_Given records_
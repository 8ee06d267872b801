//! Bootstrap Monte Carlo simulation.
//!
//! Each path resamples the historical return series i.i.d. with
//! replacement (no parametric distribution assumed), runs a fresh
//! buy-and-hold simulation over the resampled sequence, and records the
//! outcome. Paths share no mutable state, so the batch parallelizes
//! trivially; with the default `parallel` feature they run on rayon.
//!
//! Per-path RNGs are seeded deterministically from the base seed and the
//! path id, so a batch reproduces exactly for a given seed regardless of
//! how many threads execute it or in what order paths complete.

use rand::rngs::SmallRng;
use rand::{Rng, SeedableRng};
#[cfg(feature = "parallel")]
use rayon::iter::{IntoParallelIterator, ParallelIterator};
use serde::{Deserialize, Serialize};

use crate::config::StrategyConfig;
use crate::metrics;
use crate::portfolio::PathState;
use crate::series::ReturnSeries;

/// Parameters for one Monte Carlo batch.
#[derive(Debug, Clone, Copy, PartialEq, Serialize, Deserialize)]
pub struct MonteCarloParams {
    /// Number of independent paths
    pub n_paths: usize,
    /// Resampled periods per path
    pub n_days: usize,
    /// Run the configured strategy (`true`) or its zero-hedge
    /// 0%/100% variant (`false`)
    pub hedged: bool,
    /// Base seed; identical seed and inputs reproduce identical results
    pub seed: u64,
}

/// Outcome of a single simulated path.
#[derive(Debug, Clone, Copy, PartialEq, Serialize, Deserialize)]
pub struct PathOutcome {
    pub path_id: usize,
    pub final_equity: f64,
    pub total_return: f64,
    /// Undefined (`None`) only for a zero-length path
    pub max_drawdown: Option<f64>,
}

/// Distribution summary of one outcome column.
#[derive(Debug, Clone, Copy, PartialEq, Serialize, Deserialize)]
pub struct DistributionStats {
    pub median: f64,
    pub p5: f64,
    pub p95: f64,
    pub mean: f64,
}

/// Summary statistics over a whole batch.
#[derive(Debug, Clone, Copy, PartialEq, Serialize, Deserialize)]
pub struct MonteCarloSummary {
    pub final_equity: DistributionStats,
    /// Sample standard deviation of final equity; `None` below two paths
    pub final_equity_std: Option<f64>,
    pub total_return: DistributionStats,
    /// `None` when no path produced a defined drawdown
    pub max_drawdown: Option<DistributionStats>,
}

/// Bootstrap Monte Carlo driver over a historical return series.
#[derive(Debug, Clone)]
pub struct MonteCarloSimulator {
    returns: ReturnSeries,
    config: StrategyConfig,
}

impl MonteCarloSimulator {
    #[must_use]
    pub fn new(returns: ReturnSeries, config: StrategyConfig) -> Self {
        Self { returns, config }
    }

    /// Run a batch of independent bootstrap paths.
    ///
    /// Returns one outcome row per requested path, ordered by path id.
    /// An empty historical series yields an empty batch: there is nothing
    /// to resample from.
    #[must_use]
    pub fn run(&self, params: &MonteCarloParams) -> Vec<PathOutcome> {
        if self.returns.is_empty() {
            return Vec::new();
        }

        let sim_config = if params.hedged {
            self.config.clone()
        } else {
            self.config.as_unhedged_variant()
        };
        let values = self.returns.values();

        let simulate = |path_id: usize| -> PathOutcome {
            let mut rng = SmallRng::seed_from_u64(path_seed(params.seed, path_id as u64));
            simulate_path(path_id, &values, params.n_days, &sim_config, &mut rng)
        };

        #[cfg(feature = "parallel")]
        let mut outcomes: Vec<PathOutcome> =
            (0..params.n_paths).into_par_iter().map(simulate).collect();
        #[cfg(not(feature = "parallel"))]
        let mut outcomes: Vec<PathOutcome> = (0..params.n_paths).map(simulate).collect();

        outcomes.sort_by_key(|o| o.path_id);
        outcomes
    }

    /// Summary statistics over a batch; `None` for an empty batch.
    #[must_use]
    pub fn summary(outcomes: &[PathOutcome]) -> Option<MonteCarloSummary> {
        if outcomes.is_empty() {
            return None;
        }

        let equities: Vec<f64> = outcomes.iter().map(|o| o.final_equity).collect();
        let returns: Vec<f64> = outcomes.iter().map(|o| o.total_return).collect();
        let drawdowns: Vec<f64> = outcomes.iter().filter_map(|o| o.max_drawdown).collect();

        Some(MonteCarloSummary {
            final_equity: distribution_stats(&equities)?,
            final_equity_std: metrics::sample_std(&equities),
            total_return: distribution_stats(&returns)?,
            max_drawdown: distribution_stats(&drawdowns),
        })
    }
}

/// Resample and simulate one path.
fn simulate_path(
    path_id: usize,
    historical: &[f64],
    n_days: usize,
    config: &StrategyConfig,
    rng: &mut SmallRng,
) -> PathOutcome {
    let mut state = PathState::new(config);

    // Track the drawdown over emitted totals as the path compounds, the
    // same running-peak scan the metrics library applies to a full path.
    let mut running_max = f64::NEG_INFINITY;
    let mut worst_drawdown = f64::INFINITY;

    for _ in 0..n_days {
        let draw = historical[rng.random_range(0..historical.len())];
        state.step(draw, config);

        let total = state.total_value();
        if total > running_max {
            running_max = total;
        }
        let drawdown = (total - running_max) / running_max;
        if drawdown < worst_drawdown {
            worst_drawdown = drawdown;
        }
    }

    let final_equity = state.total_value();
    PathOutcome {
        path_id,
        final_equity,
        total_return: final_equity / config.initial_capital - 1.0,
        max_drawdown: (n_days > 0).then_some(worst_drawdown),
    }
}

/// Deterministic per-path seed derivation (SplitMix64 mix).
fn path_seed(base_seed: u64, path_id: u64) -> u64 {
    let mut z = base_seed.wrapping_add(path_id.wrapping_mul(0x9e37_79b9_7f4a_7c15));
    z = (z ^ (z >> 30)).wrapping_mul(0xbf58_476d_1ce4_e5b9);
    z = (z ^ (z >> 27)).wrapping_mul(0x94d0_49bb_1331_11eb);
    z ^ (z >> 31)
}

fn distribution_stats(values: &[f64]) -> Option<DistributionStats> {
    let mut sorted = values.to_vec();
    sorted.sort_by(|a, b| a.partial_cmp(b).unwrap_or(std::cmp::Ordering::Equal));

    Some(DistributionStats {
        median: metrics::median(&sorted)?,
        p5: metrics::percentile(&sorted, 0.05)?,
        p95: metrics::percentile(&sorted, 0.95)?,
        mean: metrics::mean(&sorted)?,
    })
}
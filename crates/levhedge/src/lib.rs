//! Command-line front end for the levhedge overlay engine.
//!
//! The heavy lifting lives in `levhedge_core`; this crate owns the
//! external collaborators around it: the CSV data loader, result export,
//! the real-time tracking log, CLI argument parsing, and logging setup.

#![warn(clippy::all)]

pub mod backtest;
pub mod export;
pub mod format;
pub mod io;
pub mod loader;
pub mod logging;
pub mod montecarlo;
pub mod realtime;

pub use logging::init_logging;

* * *

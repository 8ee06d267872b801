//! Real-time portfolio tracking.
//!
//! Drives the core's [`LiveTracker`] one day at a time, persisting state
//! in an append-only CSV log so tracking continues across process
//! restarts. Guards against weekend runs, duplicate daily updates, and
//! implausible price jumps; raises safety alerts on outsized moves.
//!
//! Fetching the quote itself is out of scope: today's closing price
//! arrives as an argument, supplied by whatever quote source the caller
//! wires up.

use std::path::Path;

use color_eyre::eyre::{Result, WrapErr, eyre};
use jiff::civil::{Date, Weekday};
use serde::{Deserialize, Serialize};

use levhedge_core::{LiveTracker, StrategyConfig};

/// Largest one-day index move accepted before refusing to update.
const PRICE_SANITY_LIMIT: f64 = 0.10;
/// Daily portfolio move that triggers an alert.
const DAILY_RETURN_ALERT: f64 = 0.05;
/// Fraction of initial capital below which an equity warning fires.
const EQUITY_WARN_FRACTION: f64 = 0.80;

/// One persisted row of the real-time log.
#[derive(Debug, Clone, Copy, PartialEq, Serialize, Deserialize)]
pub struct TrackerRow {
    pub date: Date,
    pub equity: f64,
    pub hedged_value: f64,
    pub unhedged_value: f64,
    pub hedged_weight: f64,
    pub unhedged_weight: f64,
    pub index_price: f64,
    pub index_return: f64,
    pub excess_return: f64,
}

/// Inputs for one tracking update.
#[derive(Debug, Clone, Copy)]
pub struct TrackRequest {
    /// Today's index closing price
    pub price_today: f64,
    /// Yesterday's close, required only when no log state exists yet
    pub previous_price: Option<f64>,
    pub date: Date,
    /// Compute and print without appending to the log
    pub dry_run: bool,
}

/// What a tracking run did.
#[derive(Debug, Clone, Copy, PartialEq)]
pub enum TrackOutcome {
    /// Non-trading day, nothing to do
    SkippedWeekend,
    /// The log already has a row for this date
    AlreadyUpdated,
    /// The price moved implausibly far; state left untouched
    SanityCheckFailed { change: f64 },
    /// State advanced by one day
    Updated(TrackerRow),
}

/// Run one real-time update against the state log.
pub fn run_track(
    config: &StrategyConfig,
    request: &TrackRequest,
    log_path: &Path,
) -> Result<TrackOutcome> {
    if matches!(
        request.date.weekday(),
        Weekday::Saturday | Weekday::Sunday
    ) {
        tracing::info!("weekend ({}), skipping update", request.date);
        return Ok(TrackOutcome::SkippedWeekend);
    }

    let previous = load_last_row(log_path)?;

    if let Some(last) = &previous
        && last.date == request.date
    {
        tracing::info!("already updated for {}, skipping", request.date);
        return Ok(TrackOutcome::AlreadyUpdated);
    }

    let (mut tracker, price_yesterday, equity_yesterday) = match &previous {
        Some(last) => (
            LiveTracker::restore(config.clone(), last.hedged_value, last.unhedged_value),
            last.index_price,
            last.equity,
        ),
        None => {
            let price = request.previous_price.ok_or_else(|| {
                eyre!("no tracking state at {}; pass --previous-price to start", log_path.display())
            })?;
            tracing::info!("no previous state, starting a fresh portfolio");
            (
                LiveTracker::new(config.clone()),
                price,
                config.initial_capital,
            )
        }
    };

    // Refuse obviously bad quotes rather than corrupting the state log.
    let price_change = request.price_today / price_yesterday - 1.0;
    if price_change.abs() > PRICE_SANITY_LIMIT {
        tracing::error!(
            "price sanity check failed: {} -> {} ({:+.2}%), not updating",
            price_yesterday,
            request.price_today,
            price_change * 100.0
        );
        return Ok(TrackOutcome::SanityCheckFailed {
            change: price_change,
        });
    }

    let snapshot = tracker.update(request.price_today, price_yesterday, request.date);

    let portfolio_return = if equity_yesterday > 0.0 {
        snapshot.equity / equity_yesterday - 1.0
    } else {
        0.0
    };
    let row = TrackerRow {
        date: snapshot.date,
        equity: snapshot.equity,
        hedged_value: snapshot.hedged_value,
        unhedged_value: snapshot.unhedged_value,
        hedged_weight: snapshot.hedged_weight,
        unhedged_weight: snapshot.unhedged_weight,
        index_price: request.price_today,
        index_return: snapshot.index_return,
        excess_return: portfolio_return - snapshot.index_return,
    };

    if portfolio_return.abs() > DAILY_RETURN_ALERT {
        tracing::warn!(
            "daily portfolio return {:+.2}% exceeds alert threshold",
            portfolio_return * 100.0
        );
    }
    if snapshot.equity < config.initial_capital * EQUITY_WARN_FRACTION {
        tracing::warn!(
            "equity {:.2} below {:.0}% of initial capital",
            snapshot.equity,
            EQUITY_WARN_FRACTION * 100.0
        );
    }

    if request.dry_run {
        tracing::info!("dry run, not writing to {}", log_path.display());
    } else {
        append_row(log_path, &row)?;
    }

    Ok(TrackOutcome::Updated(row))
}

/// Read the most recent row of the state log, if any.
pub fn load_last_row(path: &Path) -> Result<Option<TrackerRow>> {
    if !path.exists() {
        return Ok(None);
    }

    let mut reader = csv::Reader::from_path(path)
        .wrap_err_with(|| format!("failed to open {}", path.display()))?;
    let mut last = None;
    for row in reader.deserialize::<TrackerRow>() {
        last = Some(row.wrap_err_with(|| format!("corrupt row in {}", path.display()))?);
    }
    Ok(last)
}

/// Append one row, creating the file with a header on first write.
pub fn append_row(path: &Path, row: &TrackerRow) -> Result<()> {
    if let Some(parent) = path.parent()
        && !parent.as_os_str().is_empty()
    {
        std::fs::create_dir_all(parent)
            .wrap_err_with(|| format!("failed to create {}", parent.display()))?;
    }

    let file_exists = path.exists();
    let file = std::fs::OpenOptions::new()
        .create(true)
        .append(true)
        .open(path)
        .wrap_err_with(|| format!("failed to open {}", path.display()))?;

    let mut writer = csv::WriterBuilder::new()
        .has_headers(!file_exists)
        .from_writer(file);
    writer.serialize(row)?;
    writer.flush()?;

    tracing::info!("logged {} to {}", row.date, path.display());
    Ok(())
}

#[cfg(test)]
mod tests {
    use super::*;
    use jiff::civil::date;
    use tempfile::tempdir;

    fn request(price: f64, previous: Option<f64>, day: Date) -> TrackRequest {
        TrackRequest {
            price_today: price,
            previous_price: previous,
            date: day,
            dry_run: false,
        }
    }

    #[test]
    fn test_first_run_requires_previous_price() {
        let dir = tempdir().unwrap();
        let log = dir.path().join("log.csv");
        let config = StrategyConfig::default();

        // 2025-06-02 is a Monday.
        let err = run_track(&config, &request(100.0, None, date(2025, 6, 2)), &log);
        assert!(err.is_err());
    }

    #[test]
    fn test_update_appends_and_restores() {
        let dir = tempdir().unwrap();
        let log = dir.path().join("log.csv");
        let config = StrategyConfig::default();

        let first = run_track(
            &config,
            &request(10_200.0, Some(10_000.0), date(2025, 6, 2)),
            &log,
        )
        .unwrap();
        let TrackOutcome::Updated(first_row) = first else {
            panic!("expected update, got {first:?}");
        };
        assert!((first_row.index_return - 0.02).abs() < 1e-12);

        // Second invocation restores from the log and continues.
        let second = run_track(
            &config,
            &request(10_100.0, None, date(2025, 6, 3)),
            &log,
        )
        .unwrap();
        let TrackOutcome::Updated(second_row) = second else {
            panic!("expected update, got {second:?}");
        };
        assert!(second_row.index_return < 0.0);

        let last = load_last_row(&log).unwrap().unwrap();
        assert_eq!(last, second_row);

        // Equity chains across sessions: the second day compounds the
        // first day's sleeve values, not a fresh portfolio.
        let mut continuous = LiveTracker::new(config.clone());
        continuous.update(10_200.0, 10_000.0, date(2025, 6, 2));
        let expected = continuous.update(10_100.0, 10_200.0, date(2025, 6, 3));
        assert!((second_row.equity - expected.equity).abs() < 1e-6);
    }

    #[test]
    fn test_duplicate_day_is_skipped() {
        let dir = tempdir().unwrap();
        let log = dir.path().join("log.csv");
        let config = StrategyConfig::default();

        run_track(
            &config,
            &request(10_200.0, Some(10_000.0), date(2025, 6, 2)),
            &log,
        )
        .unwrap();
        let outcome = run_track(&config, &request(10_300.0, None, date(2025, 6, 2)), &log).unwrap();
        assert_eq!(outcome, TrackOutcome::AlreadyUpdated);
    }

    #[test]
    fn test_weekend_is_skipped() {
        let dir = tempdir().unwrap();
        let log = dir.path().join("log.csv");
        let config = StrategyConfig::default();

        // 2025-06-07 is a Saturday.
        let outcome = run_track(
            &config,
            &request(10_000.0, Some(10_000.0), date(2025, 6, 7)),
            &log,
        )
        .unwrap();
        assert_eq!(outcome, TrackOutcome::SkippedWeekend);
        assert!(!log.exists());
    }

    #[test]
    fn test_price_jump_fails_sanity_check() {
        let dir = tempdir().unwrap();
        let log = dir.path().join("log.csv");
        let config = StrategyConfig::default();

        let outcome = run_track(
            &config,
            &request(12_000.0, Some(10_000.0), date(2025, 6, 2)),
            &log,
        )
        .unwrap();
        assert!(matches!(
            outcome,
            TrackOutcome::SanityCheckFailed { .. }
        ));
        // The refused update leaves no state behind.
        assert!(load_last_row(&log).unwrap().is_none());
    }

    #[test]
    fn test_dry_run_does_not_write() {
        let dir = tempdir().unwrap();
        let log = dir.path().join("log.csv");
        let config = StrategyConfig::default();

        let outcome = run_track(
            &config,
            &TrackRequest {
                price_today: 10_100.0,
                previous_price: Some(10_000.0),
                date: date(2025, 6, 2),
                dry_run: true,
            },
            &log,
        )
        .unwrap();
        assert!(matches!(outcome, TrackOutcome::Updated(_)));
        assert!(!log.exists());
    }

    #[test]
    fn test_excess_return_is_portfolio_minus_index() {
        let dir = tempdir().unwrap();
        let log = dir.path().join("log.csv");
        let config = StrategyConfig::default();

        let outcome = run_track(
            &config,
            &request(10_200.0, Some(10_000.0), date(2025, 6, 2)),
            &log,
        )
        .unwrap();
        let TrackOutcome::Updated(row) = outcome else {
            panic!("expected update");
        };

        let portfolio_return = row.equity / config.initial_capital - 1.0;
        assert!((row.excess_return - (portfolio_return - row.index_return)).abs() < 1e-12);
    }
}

_What needs to be done_
Every line above holding the string "struct" should be listed.

_Response below_
pub struct MonteCarloParams {
pub struct PathOutcome {
pub struct DistributionStats {
pub struct MonteCarloSummary {
pub struct MonteCarloSimulator {
pub struct TrackerRow {
pub struct TrackRequest {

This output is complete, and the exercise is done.